Hey JAMF nation!
I'm a fairly new JAMF admin that inherited an on-prem instance that is about to be retired. I've also been tasked with researching what to replace our current setup with. I know a lot of you guys are working in the cloud so it's been kind of hard to find a lot of info for on-prem JAMF setups. For the people with on-prem setups, what does your hardware look like? This is our Current setup:
* 4 physical Servers (clustered) the JAMF Pro Web App on Red Hat enterprise. Dell Power Edge R430's
* 1 Physical box we use as a load balancer on Ubuntu, Dell PowerEdge R610
* 3 physical distro points running Ubuntu, PowerEdge R430's
* 4 Mac minis serving as distribution points at our “imaging” site
* 14 mac minis that we have set up as Caching servers for Apple content
* Our JAMF SQL database lives on a VM running Cent OS
I think my main question is there any benefit to clustering our web app servers if they all live on the same V-host after the upgrade or do you just devote all the resources to one web app server and not bother? If it's all going to one web app server, then I'm guessing we don't need the load balancer and could just get a 10gbe or 2 going to the one server. We were planning on keeping DP's on their own boxes and either some new mac mini's or a couple of mac pro's for the Apple Caching server.
What server(s) out of this is the bandwidth/resource hog? The SQL database? The Web Apps? I know the Distros are a bandwidth hog but do they need a lot of processing power? Also, do you guys have any good recommendations for software for monitoring resources of linux/mac boxes?
Still pretty new to this, sorry if some of these questions are dumb. If anyone has any insight I'd be very appreciative.

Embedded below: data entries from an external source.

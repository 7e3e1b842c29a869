//! mrm-store
//!
//! Durable ledger tables. The batch loads a [`Ledger`](mrm_ledger::Ledger)
//! once, mutates it in memory, and flushes it once.
//!
//! [`CsvLedgerStore`] keeps one CSV file per table in a directory:
//! `positions.csv`, `pending_orders.csv`, `action_log.csv`, `benchmark.csv`.
//! Pending, action-log and benchmark rows that cannot be typed are carried as
//! raw rows and written back unchanged.

mod csv_store;
mod error;
pub mod records;

pub use csv_store::CsvLedgerStore;
pub use error::StoreError;

use mrm_ledger::Ledger;

/// Persisted table store behind the batch.
pub trait LedgerStore {
    /// `true` if the store has been initialised.
    fn exists(&self) -> bool;

    fn load(&self) -> Result<Ledger, StoreError>;

    /// Rewrite every table from `ledger`.
    fn flush(&self, ledger: &Ledger) -> Result<(), StoreError>;
}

@kbreed27 Hi, that sounds like a huge enviroment. We have only about 60 Macs and no mobile devices (they are managed by MS INTUNE®) to manage with Jamf® , We are running only one Jamf® maintenance server on a virtual Windows Server® 2019 and 3 distribution points (only shares on file servers at three different locations).

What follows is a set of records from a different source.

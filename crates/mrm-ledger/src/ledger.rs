//! In-memory ledger for one batch.
//!
//! # Purpose
//! The store loads tables into a [`Ledger`]; the reconciler and ingestor
//! mutate it through a narrow write surface; the store flushes it back.
//! Between load and flush nothing else touches durable state.
//!
//! The write surface enforces the cash invariant: [`Ledger::record_fill`]
//! refuses any fill whose cost exceeds the current balance, so cash never
//! goes negative as the result of a fill.
//!
//! # Determinism
//! Positions are a `BTreeMap` keyed by symbol; pending orders, action log
//! and benchmark rows keep their stored order.

use std::collections::{BTreeMap, BTreeSet};

use chrono::NaiveDate;
use serde::Serialize;

use crate::accounting::{apply_buy, Fill};
use crate::key::OrderKey;
use crate::types::{
    ActionKind, ActionLogEntry, BenchmarkRow, OrderId, PendingOrder, Position, RawRow, Table,
};
use crate::Micros;

// ---------------------------------------------------------------------------
// Errors
// ---------------------------------------------------------------------------

#[derive(Debug, Clone, PartialEq, Eq)]
pub enum LedgerError {
    /// Share count must be strictly positive.
    NonPositiveShares { shares: i64 },
    /// Fill price must be strictly positive.
    NonPositivePrice { price: Micros },
    EmptySymbol,
    /// Fill cost exceeds the cash balance.
    InsufficientCash { required: Micros, available: Micros },
    /// shares × price does not fit in `i64` micros.
    CostOverflow { shares: i64, price: Micros },
}

impl std::fmt::Display for LedgerError {
    fn fmt(&self, f: &mut std::fmt::Formatter<'_>) -> std::fmt::Result {
        match self {
            Self::NonPositiveShares { shares } => {
                write!(f, "ledger invariant: shares must be > 0, got {shares}")
            }
            Self::NonPositivePrice { price } => {
                write!(f, "ledger invariant: price must be > 0, got {price}")
            }
            Self::EmptySymbol => write!(f, "ledger invariant: symbol must not be empty"),
            Self::InsufficientCash {
                required,
                available,
            } => write!(
                f,
                "ledger invariant: fill needs ${required} but only ${available} cash"
            ),
            Self::CostOverflow { shares, price } => {
                write!(f, "ledger invariant: {shares} x ${price} overflows")
            }
        }
    }
}

impl std::error::Error for LedgerError {}

// ---------------------------------------------------------------------------
// Snapshot (read-only view)
// ---------------------------------------------------------------------------

#[derive(Clone, Debug, PartialEq, Eq, Serialize)]
pub struct LedgerSnapshot {
    pub cash: Micros,
    pub positions: BTreeMap<String, Position>,
    pub pending_count: usize,
    pub action_log_count: usize,
}

// ---------------------------------------------------------------------------
// Ledger
// ---------------------------------------------------------------------------

#[derive(Clone, Debug, Default)]
pub struct Ledger {
    cash: Micros,
    positions: BTreeMap<String, Position>,
    pending: Vec<PendingOrder>,
    action_log: Vec<ActionLogEntry>,
    benchmark: Vec<BenchmarkRow>,
    raw_rows: Vec<RawRow>,
}

impl Ledger {
    pub fn new(cash: Micros) -> Self {
        Self {
            cash,
            ..Self::default()
        }
    }

    /// A ledger with a flat position row per symbol.
    pub fn with_symbols<I, S>(symbols: I, cash: Micros) -> Self
    where
        I: IntoIterator<Item = S>,
        S: Into<String>,
    {
        let mut ledger = Self::new(cash);
        for sym in symbols {
            let sym = sym.into();
            ledger.positions.insert(sym.clone(), Position::flat(sym));
        }
        ledger
    }

    // -----------------------------------------------------------------------
    // Load surface (store only)
    // -----------------------------------------------------------------------

    pub fn set_cash(&mut self, cash: Micros) {
        self.cash = cash;
    }

    pub fn insert_position(&mut self, position: Position) {
        self.positions.insert(position.symbol.clone(), position);
    }

    pub fn push_log_entry(&mut self, entry: ActionLogEntry) {
        self.action_log.push(entry);
    }

    /// Keep an untyped row, anchored after the typed rows of `table` loaded
    /// so far.
    pub fn push_raw_row(&mut self, table: Table, cells: Vec<String>, reason: String) {
        let after = match table {
            Table::PendingOrders => self.pending.len(),
            Table::ActionLog => self.action_log.len(),
            Table::Benchmark => self.benchmark.len(),
        };
        self.raw_rows.push(RawRow {
            table,
            after,
            cells,
            reason,
        });
    }

    // -----------------------------------------------------------------------
    // Write surface
    // -----------------------------------------------------------------------

    /// Append a pending order (store load or an accepted decision).
    pub fn push_pending(&mut self, order: PendingOrder) {
        self.pending.push(order);
    }

    /// Execute `order` at its limit on `date`: debit cash, update the
    /// position, append a BUY action-log entry.
    ///
    /// # Errors
    /// [`LedgerError::InsufficientCash`] when the cost exceeds the balance.
    /// The ledger is **not** mutated on error.
    pub fn record_fill(
        &mut self,
        order: &PendingOrder,
        date: NaiveDate,
    ) -> Result<ActionLogEntry, LedgerError> {
        if order.symbol.trim().is_empty() {
            return Err(LedgerError::EmptySymbol);
        }
        if order.shares <= 0 {
            return Err(LedgerError::NonPositiveShares {
                shares: order.shares,
            });
        }
        if !order.limit.is_positive() {
            return Err(LedgerError::NonPositivePrice { price: order.limit });
        }

        let fill = Fill::new(order.symbol.clone(), order.shares, order.limit, date);
        let cost = fill.cost()?;
        if cost > self.cash {
            return Err(LedgerError::InsufficientCash {
                required: cost,
                available: self.cash,
            });
        }

        let pos = self
            .positions
            .entry(order.symbol.clone())
            .or_insert_with(|| Position::flat(order.symbol.clone()));
        apply_buy(pos, &fill)?;
        self.cash -= cost;

        let entry = ActionLogEntry {
            date,
            symbol: order.symbol.clone(),
            track: order.track,
            action: ActionKind::Buy,
            shares: order.shares,
            price: order.limit,
            signal: order.signal.clone(),
            thesis: order.thesis.clone(),
            notes: order.notes.clone(),
        };
        self.action_log.push(entry.clone());
        Ok(entry)
    }

    /// Remove pending orders by id, preserving the order of survivors.
    /// Returns the number removed.
    /// Untyped pending rows keep their place relative to the survivors.
    pub fn remove_pending(&mut self, ids: &BTreeSet<OrderId>) -> usize {
        for raw in self
            .raw_rows
            .iter_mut()
            .filter(|r| r.table == Table::PendingOrders)
        {
            let end = raw.after.min(self.pending.len());
            raw.after = self.pending[..end]
                .iter()
                .filter(|o| !ids.contains(&o.id))
                .count();
        }
        let before = self.pending.len();
        self.pending.retain(|o| !ids.contains(&o.id));
        before - self.pending.len()
    }

    /// Mark a position to `price`. Returns `false` for unknown symbols.
    pub fn mark_price(&mut self, symbol: &str, price: Micros) -> bool {
        match self.positions.get_mut(symbol) {
            Some(pos) => {
                pos.last_price = Some(price);
                true
            }
            None => false,
        }
    }

    pub fn append_benchmark(&mut self, row: BenchmarkRow) {
        self.benchmark.push(row);
    }

    // -----------------------------------------------------------------------
    // Read surface
    // -----------------------------------------------------------------------

    pub fn cash(&self) -> Micros {
        self.cash
    }

    pub fn position(&self, symbol: &str) -> Option<&Position> {
        self.positions.get(symbol)
    }

    pub fn positions(&self) -> &BTreeMap<String, Position> {
        &self.positions
    }

    pub fn pending(&self) -> &[PendingOrder] {
        &self.pending
    }

    pub fn action_log(&self) -> &[ActionLogEntry] {
        &self.action_log
    }

    pub fn benchmark(&self) -> &[BenchmarkRow] {
        &self.benchmark
    }

    pub fn raw_rows(&self) -> &[RawRow] {
        &self.raw_rows
    }

    /// `true` if a pending order or an action-log entry carries `key`.
    pub fn contains_key(&self, key: &OrderKey) -> bool {
        self.pending.iter().any(|o| &OrderKey::of_pending(o) == key)
            || self
                .action_log
                .iter()
                .any(|e| &OrderKey::of_log_entry(e) == key)
    }

    /// Σ(shares × last price) + cash. Unmarked positions count as zero.
    pub fn portfolio_value(&self) -> Micros {
        self.positions
            .values()
            .map(Position::market_value)
            .fold(self.cash, Micros::saturating_add)
    }

    pub fn snapshot(&self) -> LedgerSnapshot {
        LedgerSnapshot {
            cash: self.cash,
            positions: self.positions.clone(),
            pending_count: self.pending.len(),
            action_log_count: self.action_log.len(),
        }
    }
}

// ---------------------------------------------------------------------------
// Tests
// ---------------------------------------------------------------------------

#[cfg(test)]
mod tests {
    use super::*;
    use crate::types::{OrderStatus, Track};

    fn d(day: u32) -> NaiveDate {
        NaiveDate::from_ymd_opt(2026, 1, day).unwrap()
    }

    fn order(symbol: &str, limit: i64, shares: i64) -> PendingOrder {
        PendingOrder {
            id: OrderId::new(),
            date: Some(d(5)),
            symbol: symbol.to_string(),
            limit: Micros::from_dollars(limit),
            shares,
            track: Track::One,
            signal: "dip".to_string(),
            thesis: String::new(),
            notes: String::new(),
            status: OrderStatus::Pending,
        }
    }

    #[test]
    fn fill_debits_cash_and_logs_buy() {
        let mut l = Ledger::with_symbols(["X"], Micros::from_dollars(10_000));
        let entry = l.record_fill(&order("X", 96, 10), d(5)).unwrap();

        assert_eq!(l.cash(), Micros::from_dollars(9_040));
        assert_eq!(entry.price, Micros::from_dollars(96));
        assert_eq!(entry.action, ActionKind::Buy);
        assert_eq!(l.action_log().len(), 1);
        let pos = l.position("X").unwrap();
        assert_eq!(pos.shares, 10);
        assert_eq!(pos.avg_cost(), Micros::from_dollars(96));
    }

    #[test]
    fn insufficient_cash_is_rejected_without_mutation() {
        let mut l = Ledger::with_symbols(["X"], Micros::from_dollars(500));
        let err = l.record_fill(&order("X", 96, 10), d(5));
        assert_eq!(
            err,
            Err(LedgerError::InsufficientCash {
                required: Micros::from_dollars(960),
                available: Micros::from_dollars(500),
            })
        );
        assert_eq!(l.cash(), Micros::from_dollars(500));
        assert!(l.action_log().is_empty());
        assert_eq!(l.position("X").unwrap().shares, 0);
    }

    #[test]
    fn exact_cash_fills_to_zero() {
        let mut l = Ledger::new(Micros::from_dollars(960));
        l.record_fill(&order("X", 96, 10), d(5)).unwrap();
        assert_eq!(l.cash(), Micros::ZERO);
        // Position is created on demand for a symbol without a row.
        assert_eq!(l.position("X").unwrap().shares, 10);
    }

    #[test]
    fn rejects_non_positive_inputs() {
        let mut l = Ledger::new(Micros::from_dollars(1_000));
        assert_eq!(
            l.record_fill(&order("X", 96, 0), d(5)),
            Err(LedgerError::NonPositiveShares { shares: 0 })
        );
        assert_eq!(
            l.record_fill(&order("X", 0, 1), d(5)),
            Err(LedgerError::NonPositivePrice {
                price: Micros::ZERO
            })
        );
        assert_eq!(
            l.record_fill(&order(" ", 1, 1), d(5)),
            Err(LedgerError::EmptySymbol)
        );
    }

    #[test]
    fn remove_pending_preserves_survivor_order() {
        let mut l = Ledger::new(Micros::ZERO);
        let (a, b, c) = (order("A", 1, 1), order("B", 1, 1), order("C", 1, 1));
        let drop_id = b.id;
        l.push_pending(a);
        l.push_pending(b);
        l.push_pending(c);

        let removed = l.remove_pending(&BTreeSet::from([drop_id]));
        assert_eq!(removed, 1);
        let syms: Vec<&str> = l.pending().iter().map(|o| o.symbol.as_str()).collect();
        assert_eq!(syms, vec!["A", "C"]);
    }

    #[test]
    fn raw_pending_row_keeps_its_slot_when_earlier_orders_leave() {
        let mut l = Ledger::new(Micros::ZERO);
        let (a, b) = (order("A", 1, 1), order("B", 1, 1));
        let drop_id = a.id;
        l.push_pending(a);
        l.push_raw_row(Table::PendingOrders, vec!["bad".to_string()], "bad date".to_string());
        l.push_pending(b);
        l.push_raw_row(Table::ActionLog, vec!["x".to_string()], "bad date".to_string());
        assert_eq!(l.raw_rows()[0].after, 1);

        l.remove_pending(&BTreeSet::from([drop_id]));
        // Now sits ahead of B, the first survivor.
        assert_eq!(l.raw_rows()[0].after, 0);
        assert_eq!(l.raw_rows()[1].after, 0);
    }

    #[test]
    fn contains_key_sees_pending_and_log() {
        let mut l = Ledger::new(Micros::from_dollars(1_000));
        let o = order("X", 96, 1);
        l.push_pending(o.clone());
        assert!(l.contains_key(&OrderKey::of_pending(&o)));

        let filled = order("Y", 50, 2);
        let entry = l.record_fill(&filled, d(7)).unwrap();
        assert!(l.contains_key(&OrderKey::of_log_entry(&entry)));
        assert!(!l.contains_key(&OrderKey::new(
            Some(d(8)),
            "Y",
            Track::One,
            Micros::from_dollars(50),
            2
        )));
    }

    #[test]
    fn portfolio_value_counts_marked_positions_and_cash() {
        let mut l = Ledger::with_symbols(["X", "Y"], Micros::from_dollars(1_000));
        l.record_fill(&order("X", 10, 10), d(5)).unwrap();
        assert!(l.mark_price("X", Micros::from_dollars(12)));
        assert!(!l.mark_price("Z", Micros::from_dollars(1)));
        // cash 900 + 10 * 12
        assert_eq!(l.portfolio_value(), Micros::from_dollars(1_020));
    }
}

The Jamf database is running on the maintenance server itself. The virtual Windows Server® is a Server 2019 with 16 GB ram and a 4 core CPU with 300 Mhz. The server is not very busy, so that "little CPU" is much enough. The file shares are on the same space as the ones of our windows deployment. Our "Jamf server" is only reachable inside our network or via VPN, but not from "the internet". The VM (and many others, too) is running in an DELL EMC Server® PowerEdge R740 with VMWare ESX®, with 24 Intel Xenon Gold® CPUs, connected with 10GB
Ah, I forgot to tell about our "packing client". this is an iMac® and that machine is backed up with timemachine several times a day.
There is no clustering of our maintenance server, because there is no need for it. If the server will be updated, we create a snapshot and if the update fails, we return to that snapshot.